Ninth Street corridor proposal is finalist for national arts grant

The Lawrence Arts Center is, for the second year, a finalist for a major national grant that would fund a so-called creative placemaking project in Lawrence.

The Arts Center announced Monday that its $500,000 proposal — “Free State Connection: The 9th Street Corridor Project” — was among 97 finalists for this year’s ArtPlace America grants.
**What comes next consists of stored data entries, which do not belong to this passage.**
use futures_util::{SinkExt, StreamExt};
use std::sync::atomic::{AtomicBool, Ordering};
use std::sync::{Arc, Mutex};
use tokio::sync::{broadcast, mpsc};
use tokio::task::JoinHandle;
use tokio_tungstenite::tungstenite::Message as WsMessage;
use tracing::{debug, info, warn};
use uuid::Uuid;

use crate::models::SyncMessage;
use super::channel::{Envelope, SyncChannel};
use super::codec::{self, Frame, WireFormat};
use super::error::{ChannelError, ChannelResult};
use super::lock;

enum Outbound {
    Frame(Frame),
    Close,
}

/// A `SyncChannel` carried over a WebSocket to the relay server, for contexts
/// that do not share a process.
pub struct RelayChannel {
    origin: Uuid,
    name: String,
    format: WireFormat,
    outbound: mpsc::UnboundedSender<Outbound>,
    inbound: broadcast::Sender<Envelope>,
    closed: Arc<AtomicBool>,
    reader: Mutex<Option<JoinHandle<()>>>,
}

impl RelayChannel {
    /// Connect to `{base_url}/ws/{name}`, e.g. `ws://127.0.0.1:3000`
    pub async fn connect(base_url: &str, name: &str, format: WireFormat, capacity: usize) -> ChannelResult<Self> {
        let url = format!("{}/ws/{}", base_url.trim_end_matches('/'), name);
        let (stream, _) = tokio_tungstenite::connect_async(url.as_str())
            .await
            .map_err(|e| ChannelError::Transport(e.to_string()))?;
        info!("Connected to relay {}", url);

        let (mut sink, mut source) = stream.split();
        let (outbound, mut queue) = mpsc::unbounded_channel::<Outbound>();
        let (inbound, _) = broadcast::channel(capacity.max(1));
        let closed = Arc::new(AtomicBool::new(false));

        // Writer: drains the queue in order, so per-sender ordering holds on the wire
        tokio::spawn(async move {
            while let Some(next) = queue.recv().await {
                let message = match next {
                    Outbound::Frame(Frame::Text(text)) => WsMessage::Text(text.into()),
                    Outbound::Frame(Frame::Binary(bytes)) => WsMessage::Binary(bytes.into()),
                    Outbound::Close => break,
                };
                if let Err(e) = sink.send(message).await {
                    warn!("Relay send failed: {}", e);
                    break;
                }
            }
            let _ = sink.close().await;
        });

        let fanout = inbound.clone();
        let reader_closed = closed.clone();
        let reader = tokio::spawn(async move {
            while let Some(next) = source.next().await {
                let decoded = match next {
                    Ok(WsMessage::Text(text)) => codec::decode_text(text.as_str()),
                    Ok(WsMessage::Binary(bytes)) => codec::decode_binary(&bytes),
                    Ok(WsMessage::Close(_)) => break,
                    Ok(_) => continue,
                    Err(e) => {
                        warn!("Relay receive failed: {}", e);
                        break;
                    }
                };
                match decoded {
                    Ok(envelope) => {
                        let _ = fanout.send(envelope);
                    }
                    Err(e) => debug!("Dropping malformed relay frame: {}", e),
                }
            }
            reader_closed.store(true, Ordering::Release);
            debug!("Relay connection closed");
        });

        Ok(Self {
            origin: Uuid::new_v4(),
            name: name.to_string(),
            format,
            outbound,
            inbound,
            closed,
            reader: Mutex::new(Some(reader)),
        })
    }
}

impl SyncChannel for RelayChannel {
    fn origin(&self) -> Uuid {
        self.origin
    }

    fn name(&self) -> &str {
        &self.name
    }

    fn post(&self, message: &SyncMessage) -> ChannelResult<()> {
        if self.closed.load(Ordering::Acquire) {
            return Err(ChannelError::Closed);
        }
        let envelope = Envelope {
            origin: self.origin,
            message: message.clone(),
        };
        let frame = codec::encode(&envelope, self.format)?;
        self.outbound
            .send(Outbound::Frame(frame))
            .map_err(|_| ChannelError::Closed)
    }

    fn subscribe(&self) -> ChannelResult<broadcast::Receiver<Envelope>> {
        if self.closed.load(Ordering::Acquire) {
            return Err(ChannelError::Closed);
        }
        Ok(self.inbound.subscribe())
    }

    fn close(&self) {
        if self.closed.swap(true, Ordering::AcqRel) {
            return;
        }
        let _ = self.outbound.send(Outbound::Close);
        if let Some(reader) = lock(&self.reader).take() {
            reader.abort();
        }
    }
}

impl Drop for RelayChannel {
    fn drop(&mut self) {
        self.close();
    }
}
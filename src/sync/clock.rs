use chrono::Utc;
use std::sync::atomic::{AtomicI64, Ordering};

/// Wall-clock source, milliseconds since the Unix epoch
pub trait Clock: Send + Sync + 'static {
    fn now_millis(&self) -> i64;
}

#[derive(Debug, Default, Clone, Copy)]
pub struct SystemClock;

impl Clock for SystemClock {
    fn now_millis(&self) -> i64 {
        Utc::now().timestamp_millis()
    }
}

/// A clock that only moves when told to. Lets tests pin timestamps and skew contexts.
#[derive(Debug, Default)]
pub struct ManualClock {
    now: AtomicI64,
}

impl ManualClock {
    pub fn new(start: i64) -> Self {
        Self { now: AtomicI64::new(start) }
    }

    pub fn set(&self, millis: i64) {
        self.now.store(millis, Ordering::SeqCst);
    }

    pub fn advance(&self, millis: i64) {
        self.now.fetch_add(millis, Ordering::SeqCst);
    }
}

impl Clock for ManualClock {
    fn now_millis(&self) -> i64 {
        self.now.load(Ordering::SeqCst)
    }
}
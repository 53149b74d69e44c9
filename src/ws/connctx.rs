use chrono::{DateTime, Utc};
use moka::sync::Cache;
use tracing::info;
use uuid::Uuid;

#[derive(Clone, Debug)]
pub struct ConnCtx {
    pub channel: String,
    pub connected_at: DateTime<Utc>,
}

/// Contexts of live relay connections.
///
/// Entries stay until the connection leaves, however quiet it is.
#[derive(Clone)]
pub struct ConnRegistry {
    cache: Cache<Uuid, ConnCtx>,
}

impl ConnRegistry {
    pub fn new() -> Self {
        let cache = Cache::builder().max_capacity(100_000).build();
        info!("Connection context registry initialized");
        Self { cache }
    }

    pub fn register(&self, conn_id: Uuid, channel: &str) {
        self.cache.insert(conn_id, ConnCtx {
            channel: channel.to_string(),
            connected_at: Utc::now(),
        });
    }

    /// Look a connection up
    pub fn touch(&self, conn_id: &Uuid) -> Option<ConnCtx> {
        self.cache.get(conn_id)
    }

    pub fn remove(&self, conn_id: &Uuid) {
        self.cache.invalidate(conn_id);
    }

    pub fn count(&self) -> u64 {
        self.cache.run_pending_tasks();
        self.cache.entry_count()
    }
}

impl Default for ConnRegistry {
    fn default() -> Self {
        Self::new()
    }
}
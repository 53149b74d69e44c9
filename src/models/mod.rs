pub mod agreement;
pub mod chat;
pub mod diagnostics;
pub mod error;
pub mod health;
pub mod knowledge;
pub mod messages;
pub mod persona;
pub mod project;
pub mod samples;
pub mod user;

pub use agreement::*;
pub use chat::*;
pub use diagnostics::*;
pub use error::*;
pub use health::*;
pub use knowledge::*;
pub use messages::*;
pub use persona::*;
pub use project::*;
pub use samples::*;
pub use user::*;
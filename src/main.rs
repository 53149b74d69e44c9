use std::panic;
use std::sync::Arc;
use tracing::{info, error, warn};
use tracing_subscriber::{EnvFilter, fmt, prelude::*};

use nexus_sync::config::Config;
use nexus_sync::routes::build_router;
use nexus_sync::ws::RelayHub;

#[tokio::main]
async fn main() {

    // Set panic hook for better error messages
    panic::set_hook(Box::new(|info| {
        eprintln!("PANIC: {info}");
    }));

    // Tracing is set up from the loaded config, so a load failure is reported afterwards
    let loaded = Config::load();
    let config = loaded.as_ref().cloned().unwrap_or_default();

    // Initialize tracing
    tracing_subscriber::registry()
        .with(fmt::layer())
        .with(EnvFilter::try_from_default_env().unwrap_or_else(|_| config.log_filter().into()))
        .init();

    info!("Starting relay...");

    if let Err(e) = loaded {
        error!("Failed to load configuration: {}", e);
        warn!("Using default configuration");
    }

    let hub = Arc::new(RelayHub::new(config.channel_capacity));
    let app_routes = build_router(hub, &config);

    let listener = tokio::net::TcpListener::bind(config.server_address())
        .await
        .unwrap_or_else(|_| panic!("Failed to bind to {}", config.server_address()));

    info!("🚀 {} running on http://{}", config.service_name, config.server_address());
    info!("📡 Relay available at ws://{}/ws/{{channel}}", config.server_address());
    info!("📚 Swagger UI available at http://{}/swagger", config.server_address());

    axum::serve(listener, app_routes)
        .await
        .expect("Server failed to start");
}
use std::net::SocketAddr;
use std::sync::Arc;
use std::time::Duration;

use nexus_sync::config::Config;
use nexus_sync::models::{Message, StreamKind};
use nexus_sync::routes::build_router;
use nexus_sync::sync::{
    ManualClock, RelayChannel, StreamVersion, SyncSettings, WireFormat, Workspace,
};
use nexus_sync::models::User;
use nexus_sync::ws::RelayHub;

const CHANNEL: &str = "nexus_workspace_sync_v2";

async fn start_relay() -> (SocketAddr, Arc<RelayHub>) {
    let hub = Arc::new(RelayHub::new(64));
    let app = build_router(hub.clone(), &Config::default());
    let listener = tokio::net::TcpListener::bind("127.0.0.1:0").await.unwrap();
    let addr = listener.local_addr().unwrap();
    tokio::spawn(async move {
        axum::serve(listener, app).await.unwrap();
    });
    (addr, hub)
}

async fn attach(addr: SocketAddr, format: WireFormat, clock: Arc<ManualClock>, user: User) -> Workspace {
    let channel = RelayChannel::connect(&format!("ws://{}", addr), CHANNEL, format, 64)
        .await
        .unwrap();
    Workspace::attach(Arc::new(channel), clock, SyncSettings::default(), user).unwrap()
}

async fn eventually(mut check: impl FnMut() -> bool) -> bool {
    for _ in 0..100 {
        if check() {
            return true;
        }
        tokio::time::sleep(Duration::from_millis(20)).await;
    }
    false
}

async fn wait_for_members(hub: &RelayHub, n: u32) {
    assert!(eventually(|| hub.stats().n_conn == n).await, "relay never saw {} members", n);
}

#[tokio::test]
async fn contexts_converge_through_relay() {
    let (addr, hub) = start_relay().await;
    let a = attach(addr, WireFormat::Json, Arc::new(ManualClock::new(100)), User::new("user-1", "Alice Chen")).await;
    let b = attach(addr, WireFormat::Cbor, Arc::new(ManualClock::new(150)), User::new("user-2", "Marcus Johnson")).await;
    wait_for_members(&hub, 2).await;

    a.set_messages(|_| vec![Message::from_user("m1", "user-1", "hello")]);
    b.set_messages(|_| {
        vec![
            Message::from_user("m1", "user-1", "hello"),
            Message::from_user("m2", "user-2", "hi Alice"),
        ]
    });

    let converged = eventually(|| {
        a.coordinator().version(StreamKind::Messages) == StreamVersion::HasVersion(150)
    })
    .await;
    assert!(converged);

    let ids = |ws: &Workspace| ws.snapshot().messages.iter().map(|m| m.id.clone()).collect::<Vec<_>>();
    assert_eq!(ids(&a), vec!["m1", "m2"]);
    assert_eq!(ids(&b), vec!["m1", "m2"]);
    assert_eq!(b.coordinator().version(StreamKind::Messages), StreamVersion::HasVersion(150));
}

#[tokio::test]
async fn typing_reaches_peer_but_not_sender() {
    let (addr, hub) = start_relay().await;
    let clock = Arc::new(ManualClock::new(0));
    let a = attach(addr, WireFormat::Json, clock.clone(), User::new("user-1", "Alice Chen")).await;
    let b = attach(addr, WireFormat::Json, clock.clone(), User::new("user-2", "Marcus Johnson")).await;
    wait_for_members(&hub, 2).await;

    assert!(a.broadcast_typing(true));
    assert!(eventually(|| b.active_typers().len() == 1).await);
    assert_eq!(b.active_typers()[0].display_name, "Alice Chen");

    assert!(a.broadcast_typing(false));
    assert!(eventually(|| b.active_typers().is_empty()).await);
    assert!(a.active_typers().is_empty());
    assert!(hub.stats().frames_relayed >= 2);
}

#[tokio::test]
async fn leaving_member_is_forgotten() {
    let (addr, hub) = start_relay().await;
    let a = attach(addr, WireFormat::Json, Arc::new(ManualClock::new(0)), User::new("user-1", "Alice Chen")).await;
    wait_for_members(&hub, 1).await;

    a.teardown();
    drop(a);
    assert!(eventually(|| hub.stats().n_channels == 0).await);
}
Winners are expected to be announced in June.

The proposal calls for “re-imagining” Ninth Street between Massachusetts and Delaware streets, adding public art, multimodal pathways and events highlighting Lawrence’s “iconoclastic, free-thinking past and present in the heart of the Lawrence Cultural District,” according to the Arts Center’s announcement.
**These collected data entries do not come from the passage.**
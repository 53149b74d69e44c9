use serde::{Deserialize, Serialize};

#[derive(Serialize, Deserialize, Debug, Clone, Copy, PartialEq, Eq)]
#[serde(rename_all = "lowercase")]
pub enum DocumentSource {
    Upload,
    Gdrive,
    External,
}

/// A knowledge-base entry. Active documents are fed to the assistant as context.
#[derive(Serialize, Deserialize, Debug, Clone, PartialEq)]
#[serde(rename_all = "camelCase")]
pub struct Document {
    pub id: String,
    pub name: String,
    pub content: String,
    pub source: DocumentSource,
    pub is_active: bool,
}
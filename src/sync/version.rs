use tracing::debug;

use crate::models::StreamKind;

/// Per-stream version state of one context
#[derive(Debug, Clone, Copy, PartialEq, Eq, Default)]
pub enum StreamVersion {
    #[default]
    NoVersion,
    HasVersion(i64),
}

impl StreamVersion {
    /// Whether an update stamped `timestamp` supersedes this version. Ties lose.
    pub fn is_superseded_by(self, timestamp: i64) -> bool {
        match self {
            StreamVersion::NoVersion => true,
            StreamVersion::HasVersion(current) => timestamp > current,
        }
    }

    pub fn timestamp(self) -> Option<i64> {
        match self {
            StreamVersion::NoVersion => None,
            StreamVersion::HasVersion(ts) => Some(ts),
        }
    }
}

/// Last applied timestamp for each of the five streams
#[derive(Debug, Default, Clone)]
pub struct VersionTable {
    versions: [StreamVersion; StreamKind::ALL.len()],
}

impl VersionTable {
    pub fn get(&self, kind: StreamKind) -> StreamVersion {
        self.versions[kind.index()]
    }

    /// Record a remote update if it is strictly newer. Returns whether it should be applied.
    pub fn observe(&mut self, kind: StreamKind, timestamp: i64) -> bool {
        let slot = &mut self.versions[kind.index()];
        if !slot.is_superseded_by(timestamp) {
            debug!("Dropping stale {} update ({} <= {:?})", kind, timestamp, slot.timestamp());
            return false;
        }
        *slot = StreamVersion::HasVersion(timestamp);
        true
    }

    /// Record a locally published update. The retained version never regresses,
    /// so a skewed local clock cannot reopen the door to an older remote value.
    pub fn record_local(&mut self, kind: StreamKind, timestamp: i64) {
        let slot = &mut self.versions[kind.index()];
        if slot.is_superseded_by(timestamp) {
            *slot = StreamVersion::HasVersion(timestamp);
        }
    }
}

#[cfg(test)]
mod tests {
    use super::*;

    #[test]
    fn first_update_always_applies() {
        let mut table = VersionTable::default();
        assert_eq!(table.get(StreamKind::Projects), StreamVersion::NoVersion);
        assert!(table.observe(StreamKind::Projects, 0));
        assert_eq!(table.get(StreamKind::Projects), StreamVersion::HasVersion(0));
    }

    #[test]
    fn only_strictly_newer_updates_apply() {
        let mut table = VersionTable::default();
        assert!(table.observe(StreamKind::Messages, 100));
        assert!(!table.observe(StreamKind::Messages, 100));
        assert!(!table.observe(StreamKind::Messages, 99));
        assert!(table.observe(StreamKind::Messages, 101));
        assert_eq!(table.get(StreamKind::Messages).timestamp(), Some(101));
    }

    #[test]
    fn streams_are_independent() {
        let mut table = VersionTable::default();
        table.observe(StreamKind::Documents, 500);
        assert!(table.observe(StreamKind::Personas, 1));
        assert_eq!(table.get(StreamKind::Agreements), StreamVersion::NoVersion);
    }

    #[test]
    fn local_record_never_regresses() {
        let mut table = VersionTable::default();
        table.observe(StreamKind::Agreements, 200);
        table.record_local(StreamKind::Agreements, 150);
        assert_eq!(table.get(StreamKind::Agreements), StreamVersion::HasVersion(200));
        table.record_local(StreamKind::Agreements, 250);
        assert_eq!(table.get(StreamKind::Agreements), StreamVersion::HasVersion(250));
    }
}
use crate::{handlers::{diagnostics, health_check, ready_check}, ws::RelayHub};
use axum::{routing::get, Router};
use std::sync::Arc;

/// Create API routes
pub fn create_api_routes(hub: Arc<RelayHub>) -> Router {
    Router::<Arc<RelayHub>>::new()
        .route("/health", get(health_check))
        .route("/ready", get(ready_check))
        .route("/v1/diagnostics", get(diagnostics))
        .with_state(hub)
}
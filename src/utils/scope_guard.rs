/// Runs a closure when dropped, whichever way the enclosing scope exits.
#[must_use = "the closure runs as soon as the guard is dropped"]
pub struct ScopeGuard<F: FnOnce()> {
    on_exit: Option<F>,
}

impl<F: FnOnce()> ScopeGuard<F> {
    pub fn new(on_exit: F) -> Self {
        Self { on_exit: Some(on_exit) }
    }
}

impl<F: FnOnce()> Drop for ScopeGuard<F> {
    fn drop(&mut self) {
        if let Some(on_exit) = self.on_exit.take() {
            on_exit();
        }
    }
}

#[cfg(test)]
mod tests {
    use super::*;
    use std::cell::Cell;

    #[test]
    fn runs_once_on_early_return() {
        let runs = Cell::new(0);
        let exit_early = |bail: bool| {
            let _guard = ScopeGuard::new(|| runs.set(runs.get() + 1));
            if bail {
                return;
            }
            runs.set(runs.get() + 10);
        };
        exit_early(true);
        assert_eq!(runs.get(), 1);
        exit_early(false);
        assert_eq!(runs.get(), 12);
    }
}
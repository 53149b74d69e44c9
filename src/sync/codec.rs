use serde::{Deserialize, Serialize};

use super::channel::Envelope;
use super::error::{ChannelError, ChannelResult};

/// How envelopes are framed on a WebSocket. JSON rides text frames, CBOR binary frames.
#[derive(Debug, Clone, Copy, PartialEq, Eq, Default, Serialize, Deserialize)]
#[serde(rename_all = "lowercase")]
pub enum WireFormat {
    #[default]
    Json,
    Cbor,
}

/// An encoded envelope ready to be put on the wire
#[derive(Debug, Clone, PartialEq)]
pub enum Frame {
    Text(String),
    Binary(Vec<u8>),
}

pub fn encode(envelope: &Envelope, format: WireFormat) -> ChannelResult<Frame> {
    match format {
        WireFormat::Json => serde_json::to_string(envelope)
            .map(Frame::Text)
            .map_err(|e| ChannelError::Codec(e.to_string())),
        WireFormat::Cbor => serde_cbor::to_vec(envelope)
            .map(Frame::Binary)
            .map_err(|e| ChannelError::Codec(e.to_string())),
    }
}

pub fn decode_text(text: &str) -> ChannelResult<Envelope> {
    serde_json::from_str(text).map_err(|e| ChannelError::Codec(e.to_string()))
}

pub fn decode_binary(bytes: &[u8]) -> ChannelResult<Envelope> {
    serde_cbor::from_slice(bytes).map_err(|e| ChannelError::Codec(e.to_string()))
}

pub fn decode(frame: &Frame) -> ChannelResult<Envelope> {
    match frame {
        Frame::Text(text) => decode_text(text),
        Frame::Binary(bytes) => decode_binary(bytes),
    }
}

#[cfg(test)]
mod tests {
    use super::*;
    use crate::models::{Document, DocumentSource, PresenceSignal, SyncMessage, VersionedPayload};
    use uuid::Uuid;

    fn documents_envelope() -> Envelope {
        Envelope {
            origin: Uuid::new_v4(),
            message: SyncMessage::Documents(VersionedPayload {
                data: vec![Document {
                    id: "doc-1".to_string(),
                    name: "Brand Guidelines".to_string(),
                    content: "Primary color is blue".to_string(),
                    source: DocumentSource::Gdrive,
                    is_active: true,
                }],
                timestamp: 1_700_000_000_000,
            }),
        }
    }

    #[test]
    fn json_frame_is_flat() {
        let envelope = documents_envelope();
        let Frame::Text(text) = encode(&envelope, WireFormat::Json).unwrap() else {
            panic!("json must produce a text frame");
        };
        let value: serde_json::Value = serde_json::from_str(&text).unwrap();
        assert_eq!(value["kind"], "documents");
        assert_eq!(value["timestamp"], 1_700_000_000_000i64);
        assert_eq!(value["origin"], envelope.origin.to_string());
        assert_eq!(value["data"][0]["isActive"], true);
    }

    #[test]
    fn cbor_frame_decodes_to_same_envelope() {
        let envelope = Envelope {
            origin: Uuid::new_v4(),
            message: SyncMessage::Typing(PresenceSignal::new("user-3", "Elena Rodriguez", false)),
        };
        let frame = encode(&envelope, WireFormat::Cbor).unwrap();
        assert!(matches!(frame, Frame::Binary(_)));
        assert_eq!(decode(&frame).unwrap(), envelope);
    }

    #[test]
    fn malformed_text_is_a_codec_error() {
        let err = decode_text(r#"{"origin": "not-a-uuid", "kind": "typing"}"#).unwrap_err();
        assert!(matches!(err, ChannelError::Codec(_)));
    }
}
use thiserror::Error;

#[derive(Debug, Error)]
pub enum ChannelError {
    #[error("sync channel closed")]
    Closed,
    #[error("sync transport error: {0}")]
    Transport(String),
    #[error("sync codec error: {0}")]
    Codec(String),
}

pub type ChannelResult<T> = Result<T, ChannelError>;

#[derive(Debug, Error)]
pub enum SyncError {
    #[error("sync coordinator must be initialized inside a tokio runtime")]
    NoRuntime,
    #[error(transparent)]
    Channel(#[from] ChannelError),
}
//! Collision System - SAT detection, persistent pairs, impulse resolution
//!
//! Three cooperating pieces, invoked in strict order by the simulation step:
//!
//! - `detector` scans all unordered body pairs with a per-axis SAT test on
//!   AABBs and keeps the `CollisionRegistry` in sync (insert on new overlap,
//!   refresh while it persists, remove on separation).
//! - `registry` maps unordered `CollisionPair` keys to contact geometry
//!   (`CollisionInfo`: axis normal + signed penetration). Only the detector
//!   writes it.
//! - `resolver` turns every registry entry into an equal-and-opposite impulse
//!   (restitution = min of both bouncinesses) plus a fractional positional
//!   correction for deep penetrations.
//!
//! `grounded` is a separate resting query that reads the body list directly.

mod detector;
mod grounded;
mod pair;
mod registry;
mod resolver;

pub use detector::detect_collisions;
pub use grounded::is_grounded;
pub use pair::{CollisionInfo, CollisionPair};
pub use registry::CollisionRegistry;
pub use resolver::{resolve_collisions, ResolveOutcome, PENETRATION_THRESHOLD};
Officials hope that having firmer city and community buy-in will elevate this year’s proposal over one submitted last year, which also was a finalist but ultimately fell short of the winner’s list, Arts Center executive director Susan Tate said.

ArtPlace seeks to fund creative placemaking — in essence the use of public art and cultural amenities to add to an area’s vibrancy and highlight its unique identity.

“It’s very important to ArtPlace to catalyze and create community investment,” Tate said. More so than last year, she said, several factors about Lawrence’s proposal send the message: “We are institutionalizing art and culture as a priority.”

For one, Tate said, developers whose projects bookend the corridor have both pledged to commission public art installations if Lawrence gets the grant.

Warehouse Arts District developer Tony Krsnich said he was excited about the corridor proposal and has already started the process of picking a location and size for such a project. “We’re doing this,” he said. “We’re going to invest in public artwork.”

Doug Compton, who heads the development group planning a multistory apartment building at Ninth and New Hampshire streets, said in a letter to City Commissioners that building plans already include two 15-by-15-foot panels designated for art. One possibility for those, Compton said, is commissioning artist David Loewenstein to recreate his “Pollinators” mural in the space, as the existing mural’s wall must be taken down to make way for the new building.

Additionally, Tate said, at this time last year the city had only just approved formally designating the downtown area as the Lawrence Cultural District. The Cultural District Task Force has since completed a formal report with recommendations for the area, and city commissioners have committed to hiring an arts and culture director to work within the city manager’s office.

The city has plans to improve Ninth Street, which would move up in priority if the Arts Center wins the grant, Tate said. And the Arts Center has received or is applying for several smaller grants to fund complementary projects in the area.